Konstituierende Sitzung des Fachbeirats des Hessischen Präventionsnetzwerks gegen Salafismus

30. Oktober 2014 | Themenbereich: Hessen, Prävention | Drucken

Im Beisein des hessischen Innenministers Peter Beuth fand gestern die konstituierende Sitzung des Fachbeirats des „Hessischen Präventionsnetzwerks gegen Salafismus“ statt. Am vergangenen Montag war bereits die Zentrale Beratungsstelle Hessen des „Violence Prevention Network“ (VPN) als wesentlicher Bestandteil des Präventionsnetzwerks in Frankfurt am Main eröffnet worden.

Die Vertreterinnen und Vertreter von insgesamt 23 unterschiedlichen staatlichen und nichtstaatlichen Institutionen und Organisationen verdeutlichten ihren gemeinsamen Willen, das bundesweit einmalige landesweite Präventionsnetzwerk gegen Salafismus aufzubauen. Sie sagten ihre umfassende Unterstützung zu, das Netzwerk bei den herausfordernden und schwierigen Aufgaben zu beraten und zu begleiten.

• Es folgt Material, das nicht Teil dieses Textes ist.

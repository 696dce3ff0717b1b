//! Tracker - applies watch events to a bundle.
//!
//! Each event is applied to the bundle immediately and independently; the
//! tracker neither buffers nor reorders. Per-object causal order is the watch
//! source's responsibility.

use std::sync::atomic::{AtomicU64, Ordering};
use std::sync::Arc;

use futures::{Stream, StreamExt};
use serde::{Deserialize, Serialize};
use tokio_util::sync::CancellationToken;

use crate::bundle::{BundleCategory, BundleVersion, StatusBundle, StatusObject};
use crate::error::{ErrorCode, Result, SyncError};

/// Kind of change reported by the watch source.
#[derive(Debug, Clone, Copy, PartialEq, Eq, Serialize, Deserialize)]
#[serde(rename_all = "lowercase")]
pub enum WatchEventKind {
    Add,
    Update,
    Delete,
}

/// A single notification from the watch source.
#[derive(Debug, Clone, PartialEq, Serialize, Deserialize)]
pub struct WatchEvent {
    pub kind: WatchEventKind,
    pub category: BundleCategory,
    /// Raw object; its identity is extracted per category rules
    pub object: serde_json::Value,
}

impl WatchEvent {
    pub fn new(kind: WatchEventKind, category: BundleCategory, object: serde_json::Value) -> Self {
        Self {
            kind,
            category,
            object,
        }
    }
}

/// Per-kind counters for applied and rejected events.
#[derive(Debug, Default)]
pub struct TrackerStats {
    pub adds: AtomicU64,
    pub updates: AtomicU64,
    pub deletes: AtomicU64,
    pub rejected: AtomicU64,
}

impl TrackerStats {
    pub fn applied(&self) -> u64 {
        self.adds.load(Ordering::Relaxed)
            + self.updates.load(Ordering::Relaxed)
            + self.deletes.load(Ordering::Relaxed)
    }

    pub fn rejected(&self) -> u64 {
        self.rejected.load(Ordering::Relaxed)
    }
}

/// Drives one bundle from watch events.
#[derive(Debug, Clone)]
pub struct Tracker {
    bundle: Arc<StatusBundle>,
    stats: Arc<TrackerStats>,
}

impl Tracker {
    pub fn new(bundle: Arc<StatusBundle>) -> Self {
        Self {
            bundle,
            stats: Arc::new(TrackerStats::default()),
        }
    }

    pub fn bundle(&self) -> &Arc<StatusBundle> {
        &self.bundle
    }

    pub fn stats(&self) -> &TrackerStats {
        &self.stats
    }

    /// Apply one event to the bundle, returning the resulting version.
    pub fn apply(&self, event: &WatchEvent) -> Result<BundleVersion> {
        let result = self.apply_inner(event);
        if result.is_err() {
            self.stats.rejected.fetch_add(1, Ordering::Relaxed);
        }
        result
    }

    fn apply_inner(&self, event: &WatchEvent) -> Result<BundleVersion> {
        let category = self.bundle.category();
        if event.category != category {
            return Err(SyncError::new(
                ErrorCode::CategoryMismatch,
                format!(
                    "event for {} routed to {} tracker",
                    event.category, category
                ),
            ));
        }

        let object = StatusObject::from_payload(category, event.object.clone())?;
        let object_key = object.key.clone();
        let version = match event.kind {
            WatchEventKind::Add => {
                self.stats.adds.fetch_add(1, Ordering::Relaxed);
                self.bundle.update_object(object)
            }
            WatchEventKind::Update => {
                self.stats.updates.fetch_add(1, Ordering::Relaxed);
                self.bundle.update_object(object)
            }
            WatchEventKind::Delete => {
                self.stats.deletes.fetch_add(1, Ordering::Relaxed);
                self.bundle.delete_object(&object_key)
            }
        };

        tracing::trace!(
            leaf_hub = %self.bundle.leaf_hub(),
            category = %category,
            kind = ?event.kind,
            object = %object_key,
            version = %version,
            "Applied watch event"
        );
        Ok(version)
    }

    /// Drain a stream of events until it ends or `cancel` fires.
    ///
    /// Invalid events are logged and skipped.
    pub async fn run<S>(&self, events: S, cancel: CancellationToken)
    where
        S: Stream<Item = WatchEvent> + Send,
    {
        futures::pin_mut!(events);
        loop {
            tokio::select! {
                _ = cancel.cancelled() => break,
                next = events.next() => match next {
                    Some(event) => {
                        if let Err(err) = self.apply(&event) {
                            err.log();
                        }
                    }
                    None => break,
                },
            }
        }

        tracing::debug!(
            leaf_hub = %self.bundle.leaf_hub(),
            category = %self.bundle.category(),
            applied = self.stats.applied(),
            rejected = self.stats.rejected(),
            "Tracker stopped"
        );
    }
}
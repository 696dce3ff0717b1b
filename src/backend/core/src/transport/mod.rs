//! Bundle transports.
//!
//! A transport moves serialized bundles from a leaf agent to any number of
//! conflators. Delivery is assumed at-least-once and may reorder or duplicate
//! messages; correctness never depends on the transport's ordering because
//! every message carries its `(leaf hub, category, version)` header.
//!
//! - **`channel`**: in-process tokio channel, used for embedding and tests.
//! - **`http`**: posts envelopes to the central server's API.
//! - **`retry`**: decorator that retries retryable failures with backoff.

pub mod channel;
pub mod http;
pub mod retry;

pub use channel::ChannelTransport;
pub use http::{HttpTransport, HttpTransportConfig};
pub use retry::{BackoffStrategy, RetryPolicy, RetryingTransport};

use async_trait::async_trait;

use crate::bundle::{BundleKey, BundleSnapshot, BundleVersion};
use crate::error::Result;

/// A serialized bundle with its comparable header.
#[derive(Debug, Clone, PartialEq)]
pub struct TransportMessage {
    pub key: BundleKey,
    pub version: BundleVersion,
    /// JSON-encoded [`BundleSnapshot`]
    pub payload: Vec<u8>,
}

impl TransportMessage {
    /// Encode a snapshot into a message.
    pub fn from_snapshot(snapshot: &BundleSnapshot) -> Result<Self> {
        Ok(Self {
            key: snapshot.key(),
            version: snapshot.version,
            payload: snapshot.encode()?,
        })
    }
}

/// Sink for outgoing bundles.
#[async_trait]
pub trait Transport: Send + Sync {
    /// Hand a message over for delivery.
    ///
    /// Returning `Ok` means the transport accepted responsibility for the
    /// message, not that any conflator applied it.
    async fn publish(&self, message: TransportMessage) -> Result<()>;

    /// Short name used in logs and metrics labels.
    fn name(&self) -> &'static str;
}
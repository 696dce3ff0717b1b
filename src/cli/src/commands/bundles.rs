//! Bundle state commands.
//!
//! `status` lists the conflation state of every bundle the central server
//! tracks; `show` prints one bundle with its applied content.

use anyhow::Result;
use chrono::{DateTime, Utc};
use clap::Args;
use serde::{Deserialize, Serialize};
use tabled::Tabled;

use crate::client::ApiClient;
use crate::output::{self, OutputFormat};

const BUNDLES_PATH: &str = "/api/v1/bundles";

#[derive(Args)]
pub struct StatusArgs {
    /// Only show bundles of this leaf hub
    #[arg(short, long)]
    pub leaf_hub: Option<String>,
}

#[derive(Args)]
pub struct ShowArgs {
    /// Leaf hub name
    leaf_hub: String,

    /// Bundle category (control-info, managed-clusters, policies, placement-decisions)
    category: String,

    /// Print object payloads as well as keys
    #[arg(short, long)]
    payloads: bool,
}

// ── API response types ──────────────────────────────────────────────────────

#[derive(Debug, Clone, Copy, Deserialize, Serialize)]
struct Version {
    incarnation: u64,
    generation: u64,
}

impl std::fmt::Display for Version {
    fn fmt(&self, f: &mut std::fmt::Formatter<'_>) -> std::fmt::Result {
        write!(f, "{}.{}", self.incarnation, self.generation)
    }
}

#[derive(Debug, Deserialize, Serialize)]
#[serde(rename_all = "camelCase")]
struct BundleState {
    leaf_hub_name: String,
    category: String,
    last_applied: Option<Version>,
    applied: u64,
    discarded: u64,
    conflicts: u64,
    last_applied_at: Option<DateTime<Utc>>,
}

#[derive(Debug, Deserialize, Serialize)]
struct StatusObject {
    key: String,
    payload: serde_json::Value,
}

#[derive(Debug, Deserialize, Serialize)]
struct BundleDetail {
    state: BundleState,
    objects: Vec<StatusObject>,
}

#[derive(Debug, Serialize, Tabled)]
struct BundleRow {
    #[tabled(rename = "Leaf Hub")]
    leaf_hub: String,
    #[tabled(rename = "Category")]
    category: String,
    #[tabled(rename = "Version")]
    version: String,
    #[tabled(rename = "Applied")]
    applied: u64,
    #[tabled(rename = "Discarded")]
    discarded: u64,
    #[tabled(rename = "Conflicts")]
    conflicts: u64,
    #[tabled(rename = "Last Applied")]
    last_applied_at: String,
}

impl From<&BundleState> for BundleRow {
    fn from(state: &BundleState) -> Self {
        Self {
            leaf_hub: state.leaf_hub_name.clone(),
            category: state.category.clone(),
            version: format_version(state.last_applied),
            applied: state.applied,
            discarded: state.discarded,
            conflicts: state.conflicts,
            last_applied_at: state
                .last_applied_at
                .map(|t| t.format("%Y-%m-%d %H:%M:%S").to_string())
                .unwrap_or_else(|| "-".into()),
        }
    }
}

fn format_version(version: Option<Version>) -> String {
    version.map_or_else(|| "-".into(), |v| v.to_string())
}

// ── Command execution ───────────────────────────────────────────────────────

pub async fn status(args: StatusArgs, client: &ApiClient, format: OutputFormat) -> Result<()> {
    let states: Vec<BundleState> = match args.leaf_hub.as_deref() {
        Some(leaf_hub) => {
            client
                .get_with_query(BUNDLES_PATH, &[("leaf_hub", leaf_hub)])
                .await?
        }
        None => client.get(BUNDLES_PATH).await?,
    };

    match format {
        OutputFormat::Table => {
            let rows: Vec<BundleRow> = states.iter().map(BundleRow::from).collect();
            output::print_list(&rows, format)?;

            let conflicts: u64 = states.iter().map(|s| s.conflicts).sum();
            if conflicts > 0 {
                output::print_error(&format!(
                    "{} version conflict(s) reported; a leaf hub may be reusing an incarnation",
                    conflicts
                ));
            }
        }
        _ => output::print_item(&states, format)?,
    }

    Ok(())
}

pub async fn show(args: ShowArgs, client: &ApiClient, format: OutputFormat) -> Result<()> {
    let path = format!("{}/{}/{}", BUNDLES_PATH, args.leaf_hub, args.category);
    let detail: BundleDetail = client.get(&path).await?;

    match format {
        OutputFormat::Table => {
            let state = &detail.state;
            output::print_header(&format!("{} / {}", state.leaf_hub_name, state.category));
            output::print_detail("Version", &format_version(state.last_applied));
            output::print_detail("Applied", &state.applied.to_string());
            output::print_detail("Discarded", &state.discarded.to_string());
            output::print_detail("Conflicts", &state.conflicts.to_string());
            if let Some(at) = state.last_applied_at {
                output::print_detail("Last Applied", &at.to_rfc3339());
            }

            output::print_header(&format!("Objects ({})", detail.objects.len()));
            for object in &detail.objects {
                if args.payloads {
                    output::print_detail(&object.key, &object.payload.to_string());
                } else {
                    println!("  {}", object.key);
                }
            }
        }
        _ => output::print_item(&detail, format)?,
    }

    Ok(())
}

#[cfg(test)]
mod tests {
    use super::*;

    #[test]
    fn test_row_from_state() {
        let state: BundleState = serde_json::from_value(serde_json::json!({
            "leafHubName": "hub1",
            "category": "policies",
            "lastApplied": {"incarnation": 6, "generation": 0},
            "applied": 4,
            "discarded": 2,
            "conflicts": 0,
            "lastAppliedAt": null,
        }))
        .unwrap();

        let row = BundleRow::from(&state);
        assert_eq!(row.version, "6.0");
        assert_eq!(row.last_applied_at, "-");
    }

    #[test]
    fn test_unknown_key_has_no_version() {
        assert_eq!(format_version(None), "-");
    }
}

Innenminister Beuth begrüßte die vielfältige Zusammensetzung des Fachbeirats, dem u.a. Vertreterinnen und Vertreter von Universitäten, kommunalen Spitzenverbänden, unterschiedlichen Religionsgemeinschaften, Ministerien und verschiedenen zivilgesellschaftlichen Institutionen angehören. Alle Teilnehmer vereint das Ziel, sich der demokratie- und menschenverachtenden Ideologie des Salafismus entgegenzustellen.

„Die breite Besetzung des Fachbeirats unterstreicht die Wichtigkeit der Bündelung aller gesellschaftlichen Ressourcen im Kampf gegen den Salafismus“, sagte Beuth.

Der Innenminister stellte die Wichtigkeit der Prävention bei dem ganzheitlichen Bekämpfungsansatz gegen den Salafismus heraus. Er betonte ausdrücklich den hohen Stellenwert der Teilnahme und der Mitarbeit der muslimischen Verbände und Organisationen im Fachbeirat und deren Bedeutung als Partner des Präventionsnetzwerks. „Der Missbrauch der grundsätzlich friedfertigen Weltreligion des Islam durch Salafisten muss gestoppt werden. Hessen ist ein tolerantes, vielfältiges und weltoffenes Land, in dem extremistische Ideologien keinen Platz zur Entfaltung finden dürfen“, so Innenminister Beuth.

Hintergrund:

Der Fachbeirat soll als Teil des Präventionsnetzwerks gegen Salafismus künftig eine unterstützende und beratende Funktion einnehmen. Ziel ist es, dem radikalen Islamismus einen gesamtgesellschaftlichen Ansatz in Sachen Prävention und Intervention entgegenzusetzen.